**Task item:**
A line belongs in the answer if it contains "index"; copy every such line from the entries below.

**Information:**
━━━━━━━━━━
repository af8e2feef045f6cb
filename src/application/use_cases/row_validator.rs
use crate::domain::requisition::{
    FieldKind, FieldMap, ParsedRecord, RawRow, RequisitionSchema, ValidationIssue, HEADER_ROW,
};

/// Records and issues produced from the data rows of one file
#[derive(Debug, Clone, Default, PartialEq, Eq)]
pub struct RowValidation {
    pub records: Vec<ParsedRecord>,
    pub issues: Vec<ValidationIssue>,
}

/// Check one record against the schema, in schema field order.
/// A required field with no column in `field_map` is left to the
/// header issue and is not reported again per row.
pub fn validate_record(record: &ParsedRecord, field_map: &FieldMap) -> Vec<ValidationIssue> {
    let mut issues = Vec::new();

    for spec in RequisitionSchema::fields() {
        let value = record.get(spec.name).trim();

        if value.is_empty() {
            if spec.required_value && field_map.contains(spec.name) {
                issues.push(ValidationIssue::required_field(
                    record.row, spec.name, spec.label,
                ));
            }
            continue;
        }

        if spec.kind == FieldKind::Integer && value.parse::<i64>().is_err() {
            issues.push(ValidationIssue::invalid_number(
                record.row, spec.name, spec.label,
            ));
        }
    }

    issues
}

/// Map and validate up to `row_limit` data rows.
/// A bad row never stops later rows from being checked.
pub fn validate_rows(rows: &[RawRow], field_map: &FieldMap, row_limit: usize) -> RowValidation {
    let mut result = RowValidation::default();

    for (index, cells) in rows.iter().take(row_limit).enumerate() {
        let record = ParsedRecord::from_cells(HEADER_ROW + 1 + index, cells, field_map);
        result.issues.extend(validate_record(&record, field_map));
        result.records.push(record);
    }

    result
}
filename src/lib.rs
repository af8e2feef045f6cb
pub mod application;
pub mod domain;
pub mod infrastructure;
pub mod interfaces;

mod app;

pub use app::run;
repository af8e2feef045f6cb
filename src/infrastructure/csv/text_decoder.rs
// ============================================================
// TEXT DECODER
// ============================================================
// Turn uploaded bytes into text before tokenizing

use crate::domain::error::{AppError, Result};

const UTF8_BOM: &[u8] = &[0xEF, 0xBB, 0xBF];

/// Decode upload bytes as UTF-8, falling back to Windows-1252
///
/// Spreadsheet binaries (`.xls`, `.xlsx`) are not parsed; anything with NUL
/// bytes is refused instead of being decoded into garbage.
pub fn decode_upload(bytes: &[u8]) -> Result<String> {
    let bytes = bytes.strip_prefix(UTF8_BOM).unwrap_or(bytes);

    if bytes.is_empty() {
        return Err(AppError::ParseError("File is empty".to_string()));
    }

    if bytes.contains(&0) {
        return Err(AppError::ParseError(
            "File could not be read as text".to_string(),
        ));
    }

    match std::str::from_utf8(bytes) {
        Ok(text) => Ok(text.to_string()),
        Err(_) => {
            // Excel-exported CSVs are commonly Windows-1252
            let (decoded, _, _) = encoding_rs::WINDOWS_1252.decode(bytes);
            Ok(decoded.into_owned())
        }
    }
}
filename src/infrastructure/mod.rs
pub mod bootstrap;
#[path = "config/mod.rs"]
pub mod config_mod;
pub use config_mod as config;
pub mod csv;
pub mod db;
//! Playback speed values.

use serde::{Deserialize, Serialize};
use std::fmt;

use crate::error::{PlaybackError, Result};

/// Speeds the session accepts, in cycling order.
pub const ALLOWED_RATES: [f32; 5] = [1.0, 1.25, 1.5, 1.75, 2.0];

/// A playback speed multiplier restricted to [`ALLOWED_RATES`].
#[derive(Debug, Clone, Copy, PartialEq, Serialize, Deserialize)]
#[serde(try_from = "f32", into = "f32")]
pub struct PlaybackRate(f32);

impl PlaybackRate {
    pub const NORMAL: PlaybackRate = PlaybackRate(1.0);

    /// Validate `rate` against the allowed set.
    ///
    /// Values within 0.001 of an allowed rate are snapped to it, so a rate
    /// read back from text storage compares equal.
    pub fn new(rate: f32) -> Result<Self> {
        ALLOWED_RATES
            .iter()
            .copied()
            .find(|allowed| (allowed - rate).abs() < 1e-3)
            .map(PlaybackRate)
            .ok_or(PlaybackError::InvalidPlaybackRate(rate))
    }

    pub fn as_f32(self) -> f32 {
        self.0
    }

    /// The next faster rate, wrapping from 2.0 back to 1.0.
    pub fn next(self) -> Self {
        let index = ALLOWED_RATES
            .iter()
            .position(|allowed| *allowed == self.0)
            .unwrap_or(0);
        PlaybackRate(ALLOWED_RATES[(index + 1) % ALLOWED_RATES.len()])
    }
}

impl Default for PlaybackRate {
    fn default() -> Self {
        Self::NORMAL
    }
}

impl TryFrom<f32> for PlaybackRate {
    type Error = PlaybackError;

    fn try_from(value: f32) -> Result<Self> {
        PlaybackRate::new(value)
    }
}

impl From<PlaybackRate> for f32 {
    fn from(rate: PlaybackRate) -> Self {
        rate.0
    }
}

impl fmt::Display for PlaybackRate {
    fn fmt(&self, f: &mut fmt::Formatter<'_>) -> fmt::Result {
        write!(f, "{}x", self.0)
    }
}
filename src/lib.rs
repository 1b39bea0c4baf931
//! Workspace placeholder crate.
//!
//! This crate exists to expose shared feature flags that map to the individual
//! workspace crates (`core-service`, `core-playback`). Host applications can
//! depend on `lesson-player-workspace` and enable the documented features
//! without needing to wire each crate individually.

#[cfg(feature = "desktop-shims")]
pub use core_service as service;

#[cfg(feature = "playback")]
pub use core_playback as playback;
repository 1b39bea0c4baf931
//! # Track Resolver
//!
//! Answers two questions for the session controller: what is the title and
//! stable id of a URI that is about to play, and which URI should be played
//! for a catalog descriptor (the offline copy when one exists).

use bridge_traits::DownloadStore;
use std::sync::Arc;
use tracing::{debug, warn};

use crate::catalog::TrackDescriptor;

/// Local filename of a descriptor's offline copy: `<id>.<extension>`.
///
/// Derived from the id only; display names may be non-ASCII or repeated.
pub fn local_filename(descriptor: &TrackDescriptor, default_extension: &str) -> String {
    let extension = descriptor
        .file_extension
        .as_deref()
        .map(|ext| ext.trim_start_matches('.'))
        .filter(|ext| !ext.is_empty())
        .unwrap_or(default_extension);
    format!("{}.{}", descriptor.id, extension)
}

/// Display metadata for a URI about to play.
#[derive(Debug, Clone, PartialEq, Eq)]
pub struct TrackMetadata {
    pub title: String,
    pub track_id: Option<String>,
}

#[derive(Clone)]
pub struct TrackResolver {
    downloads: Arc<dyn DownloadStore>,
    fallback_title: String,
    default_extension: String,
}

impl TrackResolver {
    pub fn new(
        downloads: Arc<dyn DownloadStore>,
        fallback_title: impl Into<String>,
        default_extension: impl Into<String>,
    ) -> Self {
        Self {
            downloads,
            fallback_title: fallback_title.into(),
            default_extension: default_extension.into(),
        }
    }

    pub fn filename_for(&self, descriptor: &TrackDescriptor) -> String {
        local_filename(descriptor, &self.default_extension)
    }

    /// Find `uri` (or `track_id`) in `queue`.
    ///
    /// Matches by id first, then by URI against both the remote URL and the
    /// local URI of each descriptor. Unknown URIs get the fallback title and
    /// no id; playback still proceeds.
    pub fn resolve_metadata(
        &self,
        queue: &[TrackDescriptor],
        uri: &str,
        track_id: Option<&str>,
    ) -> TrackMetadata {
        let by_id = track_id.and_then(|id| queue.iter().find(|d| d.id == id));
        let found = by_id.or_else(|| queue.iter().find(|d| self.matches_uri(d, uri)));

        match found {
            Some(descriptor) => TrackMetadata {
                title: descriptor.name.clone(),
                track_id: Some(descriptor.id.clone()),
            },
            None => TrackMetadata {
                title: self.fallback_title.clone(),
                track_id: track_id.map(str::to_string),
            },
        }
    }

    /// Whether `uri` refers to `descriptor`, either remote or offline.
    pub fn matches_uri(&self, descriptor: &TrackDescriptor, uri: &str) -> bool {
        if descriptor.remote_url == uri {
            return true;
        }
        self.downloads
            .local_uri(&self.filename_for(descriptor))
            .is_some_and(|local| local == uri)
    }

    /// URI to play for `descriptor`: the offline copy if present, else the remote URL.
    pub async fn resolve_playback_uri(&self, descriptor: &TrackDescriptor) -> String {
        let filename = self.filename_for(descriptor);
        match self.downloads.exists(&filename).await {
            Ok(true) => {
                if let Some(local) = self.downloads.local_uri(&filename) {
                    debug!(track_id = %descriptor.id, "Using offline copy");
                    return local;
                }
            }
            Ok(false) => {}
            Err(e) => {
                warn!(error = %e, track_id = %descriptor.id, "Offline lookup failed, streaming instead");
            }
        }
        descriptor.remote_url.clone()
    }
}

impl std::fmt::Debug for TrackResolver {
    fn fmt(&self, f: &mut std::fmt::Formatter<'_>) -> std::fmt::Result {
        f.debug_struct("TrackResolver")
            .field("fallback_title", &self.fallback_title)
            .field("default_extension", &self.default_extension)
            .finish()
    }
}
//! # Session Controller
//!
//! The single process-wide audio session. UI code calls into the controller
//! only; it coordinates the position store, the track resolver and the
//! engine adapter, and publishes its state through a `watch` channel.
//!
//! ## States
//!
//! ```text
//!            play_track                first duration-bearing status
//!   Idle ───────────────> Loading ───────────────────────────────> Playing ⇄ Paused
//!    ▲                       │                                        │
//!    │        load error     │               natural completion       │
//!    └───────────────────────┴────────────────────────────────────────┘
//! ```
//!
//! ## Concurrency
//!
//! State lives behind a `parking_lot::Mutex` that is never held across an
//! await. Each load gets a generation from the engine; status reports and
//! continuations of a superseded `play_track` compare their generation with
//! the current one and back off on mismatch.

use core_runtime::config::{CoreConfig, HostPlatform};
use core_runtime::events::{CoreEvent, EventBus, PlaybackEvent};
use core_runtime::logging::redact_url;
use parking_lot::Mutex;
use serde::Serialize;
use std::sync::{Arc, Weak};
use tokio::sync::{mpsc, watch};
use tokio::task::JoinHandle;
use tracing::{debug, error, info, trace, warn};

use crate::catalog::{Catalog, TrackDescriptor};
use crate::config::SessionConfig;
use crate::engine::{EngineStatus, LoadOutcome, PlaybackEngine};
use crate::error::{PlaybackError, Result};
use crate::position_store::PositionStore;
use crate::rate::PlaybackRate;
use crate::resolver::TrackResolver;

/// Lifecycle phase of the session.
#[derive(Debug, Clone, Copy, PartialEq, Eq, Default, Serialize)]
#[serde(rename_all = "lowercase")]
pub enum SessionPhase {
    /// No track, or the last track ran to its end.
    #[default]
    Idle,
    /// Track requested; waiting for the engine to report a duration.
    Loading,
    Playing,
    Paused,
}

/// UI-facing state of the session.
#[derive(Debug, Clone, PartialEq, Serialize)]
pub struct SessionSnapshot {
    pub phase: SessionPhase,
    pub current_uri: Option<String>,
    pub current_track_id: Option<String>,
    pub current_title: Option<String>,
    pub is_playing: bool,
    pub is_loading: bool,
    pub position_ms: u64,
    /// 0 while unknown.
    pub duration_ms: u64,
    pub playback_rate: PlaybackRate,
}

/// Arguments of [`SessionController::play_track`].
#[derive(Debug, Clone, Default, PartialEq)]
pub struct PlayRequest {
    pub uri: String,
    pub title: Option<String>,
    /// Replaces the session queue when present.
    pub queue: Option<Vec<TrackDescriptor>>,
    pub track_id: Option<String>,
}

impl PlayRequest {
    pub fn new(uri: impl Into<String>) -> Self {
        Self {
            uri: uri.into(),
            ..Default::default()
        }
    }

    pub fn with_title(mut self, title: impl Into<String>) -> Self {
        self.title = Some(title.into());
        self
    }

    pub fn with_queue(mut self, queue: Vec<TrackDescriptor>) -> Self {
        self.queue = Some(queue);
        self
    }

    pub fn with_track_id(mut self, track_id: impl Into<String>) -> Self {
        self.track_id = Some(track_id.into());
        self
    }
}

#[derive(Debug, Clone, Copy, PartialEq, Eq)]
enum Direction {
    Next,
    Previous,
}

struct SessionState {
    /// Generation of the load backing `current_uri`.
    generation: u64,
    current_uri: Option<String>,
    current_track_id: Option<String>,
    current_title: Option<String>,
    queue: Vec<TrackDescriptor>,
    phase: SessionPhase,
    is_playing: bool,
    is_loading: bool,
    position_ms: u64,
    duration_ms: u64,
    rate: PlaybackRate,
    pending_restore_ms: Option<u64>,
    /// The engine holds a handle for `generation`.
    handle_ready: bool,
    /// Restore seek, rate and play have not been issued yet.
    awaiting_start: bool,
    /// Start playing once the track is ready; cleared by a pause during loading.
    play_when_ready: bool,
    /// Bumped on every natural completion; position writes carry the value they started with.
    completions: u64,
    last_completed_uri: Option<String>,
}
━━━━━━━━━━
**Answer to this exercise:**
    for (index, cells) in rows.iter().take(row_limit).enumerate() {
        let record = ParsedRecord::from_cells(HEADER_ROW + 1 + index, cells, field_map);
        let index = ALLOWED_RATES
        PlaybackRate(ALLOWED_RATES[(index + 1) % ALLOWED_RATES.len()])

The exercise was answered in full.